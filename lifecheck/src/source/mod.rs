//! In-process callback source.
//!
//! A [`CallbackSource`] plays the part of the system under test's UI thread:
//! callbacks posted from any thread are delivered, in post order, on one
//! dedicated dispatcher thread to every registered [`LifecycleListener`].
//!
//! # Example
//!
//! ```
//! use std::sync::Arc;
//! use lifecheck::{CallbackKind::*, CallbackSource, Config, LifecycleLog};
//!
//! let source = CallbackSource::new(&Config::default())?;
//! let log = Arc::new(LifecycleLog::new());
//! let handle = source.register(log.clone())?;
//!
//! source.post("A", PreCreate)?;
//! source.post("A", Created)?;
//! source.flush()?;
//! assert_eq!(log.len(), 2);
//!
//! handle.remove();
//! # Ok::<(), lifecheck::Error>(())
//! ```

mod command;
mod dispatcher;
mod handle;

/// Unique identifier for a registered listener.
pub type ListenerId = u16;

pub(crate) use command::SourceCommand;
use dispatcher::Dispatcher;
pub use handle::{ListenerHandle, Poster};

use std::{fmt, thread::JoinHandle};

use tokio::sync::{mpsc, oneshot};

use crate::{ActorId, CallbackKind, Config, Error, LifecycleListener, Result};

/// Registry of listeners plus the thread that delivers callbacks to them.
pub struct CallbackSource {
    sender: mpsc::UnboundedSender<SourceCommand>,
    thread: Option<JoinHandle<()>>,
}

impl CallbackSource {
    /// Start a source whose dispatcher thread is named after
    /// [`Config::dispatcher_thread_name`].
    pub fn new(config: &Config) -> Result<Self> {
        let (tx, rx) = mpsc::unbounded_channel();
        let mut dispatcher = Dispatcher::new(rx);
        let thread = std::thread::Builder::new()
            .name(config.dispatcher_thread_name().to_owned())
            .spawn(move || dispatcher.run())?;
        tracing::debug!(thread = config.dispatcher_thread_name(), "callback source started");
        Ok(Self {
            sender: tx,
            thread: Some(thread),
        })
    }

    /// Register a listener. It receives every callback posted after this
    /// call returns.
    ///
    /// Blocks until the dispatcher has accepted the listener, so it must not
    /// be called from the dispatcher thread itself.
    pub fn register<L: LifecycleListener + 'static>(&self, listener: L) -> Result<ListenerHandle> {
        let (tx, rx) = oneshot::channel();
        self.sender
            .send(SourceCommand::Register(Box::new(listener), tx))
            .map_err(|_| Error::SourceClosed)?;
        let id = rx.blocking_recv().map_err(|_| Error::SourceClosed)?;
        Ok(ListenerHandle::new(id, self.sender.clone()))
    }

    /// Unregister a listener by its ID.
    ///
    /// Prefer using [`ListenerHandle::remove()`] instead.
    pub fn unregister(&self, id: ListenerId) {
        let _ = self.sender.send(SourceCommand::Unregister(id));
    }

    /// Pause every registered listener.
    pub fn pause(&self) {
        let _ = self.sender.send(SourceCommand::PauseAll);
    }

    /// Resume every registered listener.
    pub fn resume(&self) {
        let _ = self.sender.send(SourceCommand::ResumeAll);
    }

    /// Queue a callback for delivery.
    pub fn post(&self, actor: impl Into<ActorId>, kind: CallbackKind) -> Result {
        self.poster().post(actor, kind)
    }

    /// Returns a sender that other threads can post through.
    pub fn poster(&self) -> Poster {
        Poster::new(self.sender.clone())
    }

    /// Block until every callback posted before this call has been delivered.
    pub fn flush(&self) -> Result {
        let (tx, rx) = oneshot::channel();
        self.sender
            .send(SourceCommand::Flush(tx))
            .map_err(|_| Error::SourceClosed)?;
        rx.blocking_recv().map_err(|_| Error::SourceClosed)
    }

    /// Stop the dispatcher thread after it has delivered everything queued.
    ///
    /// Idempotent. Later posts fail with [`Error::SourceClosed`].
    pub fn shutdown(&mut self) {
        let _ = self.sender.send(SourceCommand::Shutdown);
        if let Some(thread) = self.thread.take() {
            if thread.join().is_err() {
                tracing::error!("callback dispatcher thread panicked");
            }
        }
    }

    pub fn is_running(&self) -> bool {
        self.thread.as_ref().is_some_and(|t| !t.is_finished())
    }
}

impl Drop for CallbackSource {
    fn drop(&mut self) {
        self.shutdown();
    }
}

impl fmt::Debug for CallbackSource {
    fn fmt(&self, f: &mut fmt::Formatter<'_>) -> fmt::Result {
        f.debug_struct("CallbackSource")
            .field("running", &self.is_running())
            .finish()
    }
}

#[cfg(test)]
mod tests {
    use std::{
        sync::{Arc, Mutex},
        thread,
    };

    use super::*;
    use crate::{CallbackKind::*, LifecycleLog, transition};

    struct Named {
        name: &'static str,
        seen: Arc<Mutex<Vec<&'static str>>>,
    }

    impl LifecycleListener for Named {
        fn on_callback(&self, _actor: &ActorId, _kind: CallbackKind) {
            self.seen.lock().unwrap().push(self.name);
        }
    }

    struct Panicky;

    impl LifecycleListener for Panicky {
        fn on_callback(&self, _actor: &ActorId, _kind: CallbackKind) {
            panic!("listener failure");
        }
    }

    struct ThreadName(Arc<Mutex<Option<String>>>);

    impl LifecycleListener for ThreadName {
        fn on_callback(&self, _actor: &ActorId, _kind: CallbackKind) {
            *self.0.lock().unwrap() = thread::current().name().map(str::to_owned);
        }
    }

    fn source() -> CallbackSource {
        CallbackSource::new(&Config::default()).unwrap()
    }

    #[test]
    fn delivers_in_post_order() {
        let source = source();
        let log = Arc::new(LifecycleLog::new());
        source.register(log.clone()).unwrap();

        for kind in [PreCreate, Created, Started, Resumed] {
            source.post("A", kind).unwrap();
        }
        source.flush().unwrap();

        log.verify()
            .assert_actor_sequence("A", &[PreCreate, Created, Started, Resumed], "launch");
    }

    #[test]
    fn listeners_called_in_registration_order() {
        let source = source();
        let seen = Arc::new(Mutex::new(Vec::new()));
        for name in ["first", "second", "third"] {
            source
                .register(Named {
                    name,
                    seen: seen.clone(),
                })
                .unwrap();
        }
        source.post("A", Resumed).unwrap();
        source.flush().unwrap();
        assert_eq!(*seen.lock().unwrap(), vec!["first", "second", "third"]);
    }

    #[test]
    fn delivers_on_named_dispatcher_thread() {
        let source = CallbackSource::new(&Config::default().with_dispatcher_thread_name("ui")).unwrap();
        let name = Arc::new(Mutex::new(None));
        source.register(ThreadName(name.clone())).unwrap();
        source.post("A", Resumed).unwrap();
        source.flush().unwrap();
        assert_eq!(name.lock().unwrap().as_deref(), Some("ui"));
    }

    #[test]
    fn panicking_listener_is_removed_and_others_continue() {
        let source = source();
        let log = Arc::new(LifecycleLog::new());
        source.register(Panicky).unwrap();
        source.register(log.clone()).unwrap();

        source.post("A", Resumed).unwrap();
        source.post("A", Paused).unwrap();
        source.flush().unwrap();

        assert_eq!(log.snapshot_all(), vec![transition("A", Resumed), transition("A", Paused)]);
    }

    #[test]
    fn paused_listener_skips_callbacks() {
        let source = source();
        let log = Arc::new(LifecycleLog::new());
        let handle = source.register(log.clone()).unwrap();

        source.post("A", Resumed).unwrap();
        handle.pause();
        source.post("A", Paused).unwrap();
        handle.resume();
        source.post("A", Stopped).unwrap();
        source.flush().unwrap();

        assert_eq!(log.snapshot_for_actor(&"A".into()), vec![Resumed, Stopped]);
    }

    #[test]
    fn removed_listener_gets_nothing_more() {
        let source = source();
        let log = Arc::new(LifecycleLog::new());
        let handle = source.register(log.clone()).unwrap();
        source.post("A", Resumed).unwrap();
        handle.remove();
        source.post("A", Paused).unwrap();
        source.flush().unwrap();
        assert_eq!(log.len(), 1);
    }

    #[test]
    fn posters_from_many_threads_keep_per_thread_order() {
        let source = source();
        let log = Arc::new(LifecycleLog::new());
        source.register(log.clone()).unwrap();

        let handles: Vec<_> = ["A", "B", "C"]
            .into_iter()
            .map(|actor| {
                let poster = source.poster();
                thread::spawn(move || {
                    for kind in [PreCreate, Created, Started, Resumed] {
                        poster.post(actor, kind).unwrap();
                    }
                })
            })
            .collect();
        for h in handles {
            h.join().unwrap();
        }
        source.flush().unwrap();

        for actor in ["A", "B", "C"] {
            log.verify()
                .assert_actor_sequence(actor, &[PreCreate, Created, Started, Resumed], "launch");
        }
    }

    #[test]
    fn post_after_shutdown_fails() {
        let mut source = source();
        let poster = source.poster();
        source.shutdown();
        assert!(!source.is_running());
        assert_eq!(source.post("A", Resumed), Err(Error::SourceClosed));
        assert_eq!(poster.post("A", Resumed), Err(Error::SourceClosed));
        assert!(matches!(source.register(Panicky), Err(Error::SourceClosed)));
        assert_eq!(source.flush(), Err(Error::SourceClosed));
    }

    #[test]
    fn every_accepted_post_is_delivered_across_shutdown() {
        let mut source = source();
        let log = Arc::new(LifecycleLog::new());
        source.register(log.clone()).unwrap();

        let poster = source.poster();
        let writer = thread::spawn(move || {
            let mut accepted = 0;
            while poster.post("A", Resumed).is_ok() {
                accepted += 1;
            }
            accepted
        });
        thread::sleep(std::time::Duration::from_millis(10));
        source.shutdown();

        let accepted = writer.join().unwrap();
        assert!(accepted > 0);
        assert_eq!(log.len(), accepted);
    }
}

□ □ □ □ □

§ Problem
Could you restate word for word the lines above from the one containing "pub fn pause(&self)" through the one containing "impl LifecycleListener for Panicky", both included, and nothing else?

§ Reply to the exercise
    pub fn pause(&self) {
        let _ = self.sender.send(SourceCommand::PauseAll);
    }

    /// Resume every registered listener.
    pub fn resume(&self) {
        let _ = self.sender.send(SourceCommand::ResumeAll);
    }

    /// Queue a callback for delivery.
    pub fn post(&self, actor: impl Into<ActorId>, kind: CallbackKind) -> Result {
        self.poster().post(actor, kind)
    }

    /// Returns a sender that other threads can post through.
    pub fn poster(&self) -> Poster {
        Poster::new(self.sender.clone())
    }

    /// Block until every callback posted before this call has been delivered.
    pub fn flush(&self) -> Result {
        let (tx, rx) = oneshot::channel();
        self.sender
            .send(SourceCommand::Flush(tx))
            .map_err(|_| Error::SourceClosed)?;
        rx.blocking_recv().map_err(|_| Error::SourceClosed)
    }

    /// Stop the dispatcher thread after it has delivered everything queued.
    ///
    /// Idempotent. Later posts fail with [`Error::SourceClosed`].
    pub fn shutdown(&mut self) {
        let _ = self.sender.send(SourceCommand::Shutdown);
        if let Some(thread) = self.thread.take() {
            if thread.join().is_err() {
                tracing::error!("callback dispatcher thread panicked");
            }
        }
    }

    pub fn is_running(&self) -> bool {
        self.thread.as_ref().is_some_and(|t| !t.is_finished())
    }
}

impl Drop for CallbackSource {
    fn drop(&mut self) {
        self.shutdown();
    }
}

impl fmt::Debug for CallbackSource {
    fn fmt(&self, f: &mut fmt::Formatter<'_>) -> fmt::Result {
        f.debug_struct("CallbackSource")
            .field("running", &self.is_running())
            .finish()
    }
}

#[cfg(test)]
mod tests {
    use std::{
        sync::{Arc, Mutex},
        thread,
    };

    use super::*;
    use crate::{CallbackKind::*, LifecycleLog, transition};

    struct Named {
        name: &'static str,
        seen: Arc<Mutex<Vec<&'static str>>>,
    }

    impl LifecycleListener for Named {
        fn on_callback(&self, _actor: &ActorId, _kind: CallbackKind) {
            self.seen.lock().unwrap().push(self.name);
        }
    }

    struct Panicky;

    impl LifecycleListener for Panicky {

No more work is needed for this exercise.